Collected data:
=====
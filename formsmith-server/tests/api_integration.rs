//! End-to-end API tests against a real listener.
//!
//! Spins up the application router on a random localhost port and
//! drives it with an HTTP client, the way the editor UI would.

use std::net::SocketAddr;

use serde_json::{json, Value};
use tokio::net::TcpListener;
use tokio::sync::oneshot;
use tokio::task::JoinHandle;

use formsmith_server::{app, AppState};

/// A test server instance with control handles.
struct TestServer {
    addr: SocketAddr,
    client: reqwest::Client,
    shutdown_tx: Option<oneshot::Sender<()>>,
    handle: JoinHandle<()>,
}

impl TestServer {
    /// Start a new test server on a random available port.
    async fn start() -> Self {
        let port = portpicker::pick_unused_port().expect("no available port");
        let addr = SocketAddr::from(([127, 0, 0, 1], port));

        let state = AppState::new(format!("http://{addr}"));
        let router = app(state);

        let listener = TcpListener::bind(addr).await.expect("failed to bind");
        let actual_addr = listener.local_addr().expect("failed to get local addr");

        let (shutdown_tx, shutdown_rx) = oneshot::channel();
        let handle = tokio::spawn(async move {
            axum::serve(listener, router)
                .with_graceful_shutdown(async {
                    let _ = shutdown_rx.await;
                })
                .await
                .expect("server error");
        });

        // Give the server a moment to start
        tokio::time::sleep(tokio::time::Duration::from_millis(10)).await;

        Self {
            addr: actual_addr,
            client: reqwest::Client::new(),
            shutdown_tx: Some(shutdown_tx),
            handle,
        }
    }

    fn url(&self, path: &str) -> String {
        format!("http://{}{path}", self.addr)
    }

    async fn get_json(&self, path: &str) -> Value {
        let response = self
            .client
            .get(self.url(path))
            .send()
            .await
            .expect("request failed");
        assert!(response.status().is_success(), "GET {path} failed");
        response.json().await.expect("invalid JSON response")
    }

    async fn post_json(&self, path: &str, body: &Value) -> reqwest::Response {
        self.client
            .post(self.url(path))
            .json(body)
            .send()
            .await
            .expect("request failed")
    }

    async fn stop(mut self) {
        if let Some(tx) = self.shutdown_tx.take() {
            let _ = tx.send(());
        }
        let _ = self.handle.await;
    }
}

#[tokio::test]
async fn test_health_endpoints_respond() {
    let server = TestServer::start().await;

    let live = reqwest::get(server.url("/health/live"))
        .await
        .expect("request failed");
    assert_eq!(live.status(), 200);

    let ready: Value = server.get_json("/health/ready").await;
    assert_eq!(ready["status"], "healthy");
    assert_eq!(ready["checks"]["builder_store"], true);

    server.stop().await;
}

#[tokio::test]
async fn test_create_field_flow() {
    let server = TestServer::start().await;

    let response = server
        .post_json("/api/sessions/default/fields", &json!({"type": "text"}))
        .await;
    assert_eq!(response.status(), 201);
    let field: Value = response.json().await.expect("invalid JSON");
    assert_eq!(field["type"], "text");
    assert_eq!(field["label"], "Text Field");
    assert_eq!(field["name"], "field_text_1");

    let state: Value = server.get_json("/api/sessions/default").await;
    let fields = state["currentForm"]["steps"][0]["fields"]
        .as_array()
        .expect("fields array");
    assert_eq!(fields.len(), 1);
    assert_eq!(state["selectedFieldId"], field["id"]);

    server.stop().await;
}

#[tokio::test]
async fn test_choice_field_serializes_options() {
    let server = TestServer::start().await;

    let response = server
        .post_json("/api/sessions/default/fields", &json!({"type": "select"}))
        .await;
    let field: Value = response.json().await.expect("invalid JSON");
    let options = field["options"].as_array().expect("options array");
    assert_eq!(options.len(), 2);
    assert_eq!(options[0]["value"], "option1");

    server.stop().await;
}

#[tokio::test]
async fn test_delete_last_step_is_refused() {
    let server = TestServer::start().await;

    let response = server
        .client
        .delete(server.url("/api/sessions/default/steps/0"))
        .send()
        .await
        .expect("request failed");
    assert_eq!(response.status(), 409);

    let state: Value = server.get_json("/api/sessions/default").await;
    let steps = state["currentForm"]["steps"].as_array().expect("steps");
    assert_eq!(steps.len(), 1);

    server.stop().await;
}

#[tokio::test]
async fn test_add_and_delete_step_clamps_current() {
    let server = TestServer::start().await;

    let response = server
        .post_json("/api/sessions/default/steps", &json!({}))
        .await;
    assert_eq!(response.status(), 201);
    let added: Value = response.json().await.expect("invalid JSON");
    assert_eq!(added["index"], 1);
    assert_eq!(added["step"]["title"], "Step 2");

    let response = server
        .client
        .delete(server.url("/api/sessions/default/steps/1"))
        .send()
        .await
        .expect("request failed");
    assert_eq!(response.status(), 204);

    let state: Value = server.get_json("/api/sessions/default").await;
    assert_eq!(state["currentStepIndex"], 0);

    server.stop().await;
}

#[tokio::test]
async fn test_reorder_rejects_invalid_indices() {
    let server = TestServer::start().await;

    for field_type in ["text", "email"] {
        server
            .post_json(
                "/api/sessions/default/fields",
                &json!({"type": field_type}),
            )
            .await;
    }

    let response = server
        .post_json(
            "/api/sessions/default/fields/reorder",
            &json!({"from": 0, "to": 5}),
        )
        .await;
    assert_eq!(response.status(), 400);

    let state: Value = server.get_json("/api/sessions/default").await;
    let fields = state["currentForm"]["steps"][0]["fields"]
        .as_array()
        .expect("fields array");
    assert_eq!(fields[0]["type"], "text");
    assert_eq!(fields[1]["type"], "email");

    server.stop().await;
}

#[tokio::test]
async fn test_reorder_moves_field() {
    let server = TestServer::start().await;

    for field_type in ["text", "email", "date"] {
        server
            .post_json(
                "/api/sessions/default/fields",
                &json!({"type": field_type}),
            )
            .await;
    }

    let response = server
        .post_json(
            "/api/sessions/default/fields/reorder",
            &json!({"from": 0, "to": 2}),
        )
        .await;
    assert_eq!(response.status(), 204);

    let state: Value = server.get_json("/api/sessions/default").await;
    let fields = state["currentForm"]["steps"][0]["fields"]
        .as_array()
        .expect("fields array");
    let types: Vec<_> = fields.iter().map(|f| f["type"].as_str().unwrap()).collect();
    assert_eq!(types, ["email", "date", "text"]);

    server.stop().await;
}

#[tokio::test]
async fn test_import_failure_leaves_state_untouched() {
    let server = TestServer::start().await;

    server
        .post_json("/api/sessions/default/name", &json!({"name": "Keep Me"}))
        .await;

    let response = server
        .client
        .post(server.url("/api/sessions/default/import"))
        .body("this is not json")
        .send()
        .await
        .expect("request failed");
    assert_eq!(response.status(), 400);
    let body: Value = response.json().await.expect("invalid JSON");
    assert!(body["error"]
        .as_str()
        .expect("error message")
        .contains("Failed to import form"));

    // Structurally invalid but parsable JSON is also refused
    let response = server
        .client
        .post(server.url("/api/sessions/default/import"))
        .body(r#"{"name": "missing steps"}"#)
        .send()
        .await
        .expect("request failed");
    assert_eq!(response.status(), 400);

    let state: Value = server.get_json("/api/sessions/default").await;
    assert_eq!(state["currentForm"]["name"], "Keep Me");

    server.stop().await;
}

#[tokio::test]
async fn test_export_import_round_trip() {
    let server = TestServer::start().await;

    server
        .post_json("/api/sessions/default/name", &json!({"name": "Round Trip"}))
        .await;
    for field_type in ["text", "radio"] {
        server
            .post_json(
                "/api/sessions/default/fields",
                &json!({"type": field_type}),
            )
            .await;
    }

    let export: Value = server.get_json("/api/sessions/default/export").await;
    assert!(export["filename"]
        .as_str()
        .expect("filename")
        .starts_with("round-trip-"));

    // Import the exported document into another session
    let response = server
        .client
        .post(server.url("/api/sessions/copy/import"))
        .body(export["document"].to_string())
        .send()
        .await
        .expect("request failed");
    assert_eq!(response.status(), 200);

    let copy: Value = server.get_json("/api/sessions/copy").await;
    assert_eq!(copy["currentForm"], export["document"]);

    server.stop().await;
}

#[tokio::test]
async fn test_validate_value_endpoint() {
    let server = TestServer::start().await;

    let response = server
        .post_json("/api/sessions/default/fields", &json!({"type": "email"}))
        .await;
    let field: Value = response.json().await.expect("invalid JSON");

    // Attach a pattern rule via update
    let mut updated = field.clone();
    updated["validation"] = json!({"required": true, "pattern": r"[\w.-]+@[\w.-]+\.\w+"});
    let response = server
        .client
        .put(server.url("/api/sessions/default/fields"))
        .json(&updated)
        .send()
        .await
        .expect("request failed");
    assert_eq!(response.status(), 204);

    let response = server
        .post_json(
            "/api/sessions/default/validate",
            &json!({"fieldId": field["id"], "value": "not-an-email"}),
        )
        .await;
    let verdict: Value = response.json().await.expect("invalid JSON");
    assert_eq!(verdict["valid"], false);
    assert_eq!(verdict["error"], "Invalid format");

    let response = server
        .post_json(
            "/api/sessions/default/validate",
            &json!({"fieldId": field["id"], "value": "jane@example.com"}),
        )
        .await;
    let verdict: Value = response.json().await.expect("invalid JSON");
    assert_eq!(verdict["valid"], true);

    server.stop().await;
}

#[tokio::test]
async fn test_validate_step_endpoint() {
    let server = TestServer::start().await;

    let response = server
        .post_json(
            "/api/sessions/default/template",
            &json!({"templateId": "template-contact"}),
        )
        .await;
    assert_eq!(response.status(), 200);

    let response = server
        .post_json(
            "/api/sessions/default/steps/0/validate",
            &json!({"values": {"full_name": "Jane Doe"}}),
        )
        .await;
    let verdict: Value = response.json().await.expect("invalid JSON");
    assert_eq!(verdict["valid"], false);
    assert_eq!(verdict["errors"]["email"], "This field is required");
    assert!(verdict["errors"].get("full_name").is_none());

    server.stop().await;
}

#[tokio::test]
async fn test_templates_are_listed_and_loadable() {
    let server = TestServer::start().await;

    let templates: Value = server.get_json("/api/templates").await;
    let entries = templates.as_array().expect("template list");
    assert!(entries.iter().any(|t| t["id"] == "template-contact"));

    let state = server
        .post_json(
            "/api/sessions/default/template",
            &json!({"templateId": "template-contact"}),
        )
        .await;
    let state: Value = state.json().await.expect("invalid JSON");
    assert_eq!(state["currentForm"]["name"], "Contact Form");
    assert_eq!(state["currentStepIndex"], 0);

    let response = server
        .post_json(
            "/api/sessions/default/template",
            &json!({"templateId": "template-unknown"}),
        )
        .await;
    assert_eq!(response.status(), 404);

    server.stop().await;
}

#[tokio::test]
async fn test_share_link_embeds_form_id() {
    let server = TestServer::start().await;

    let state: Value = server.get_json("/api/sessions/default").await;
    let form_id = state["currentForm"]["id"].as_str().expect("form id");

    let share: Value = server.get_json("/api/sessions/default/share").await;
    let url = share["url"].as_str().expect("share url");
    assert!(url.ends_with(&format!("/f/{form_id}")));

    server.stop().await;
}

#[tokio::test]
async fn test_save_stamps_last_saved() {
    let server = TestServer::start().await;

    let response = server
        .post_json("/api/sessions/default/save", &json!({}))
        .await;
    let saved: Value = response.json().await.expect("invalid JSON");
    let stamp = saved["lastSaved"].as_u64().expect("timestamp");
    assert!(stamp > 0);

    let state: Value = server.get_json("/api/sessions/default").await;
    assert_eq!(state["lastSaved"].as_u64(), Some(stamp));

    server.stop().await;
}

#[tokio::test]
async fn test_invalid_session_id_is_rejected() {
    let server = TestServer::start().await;

    let response = server
        .client
        .get(server.url("/api/sessions/has%20space"))
        .send()
        .await
        .expect("request failed");
    assert_eq!(response.status(), 400);

    server.stop().await;
}

#[tokio::test]
async fn test_delete_selected_field_clears_selection() {
    let server = TestServer::start().await;

    let response = server
        .post_json("/api/sessions/default/fields", &json!({"type": "text"}))
        .await;
    let field: Value = response.json().await.expect("invalid JSON");
    let field_id = field["id"].as_str().expect("field id");

    let response = server
        .client
        .delete(server.url(&format!("/api/sessions/default/fields/{field_id}")))
        .send()
        .await
        .expect("request failed");
    assert_eq!(response.status(), 204);

    let state: Value = server.get_json("/api/sessions/default").await;
    assert_eq!(state["selectedFieldId"], Value::Null);

    server.stop().await;
}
=====
Exercise: Return the opening line of the data and every line after it through the line containing "async fn start()", please, exactly as written and with nothing added.

Written reply:
filename formsmith-server/tests/api_integration.rs
//! End-to-end API tests against a real listener.
//!
//! Spins up the application router on a random localhost port and
//! drives it with an HTTP client, the way the editor UI would.

use std::net::SocketAddr;

use serde_json::{json, Value};
use tokio::net::TcpListener;
use tokio::sync::oneshot;
use tokio::task::JoinHandle;

use formsmith_server::{app, AppState};

/// A test server instance with control handles.
struct TestServer {
    addr: SocketAddr,
    client: reqwest::Client,
    shutdown_tx: Option<oneshot::Sender<()>>,
    handle: JoinHandle<()>,
}

impl TestServer {
    /// Start a new test server on a random available port.
    async fn start() -> Self {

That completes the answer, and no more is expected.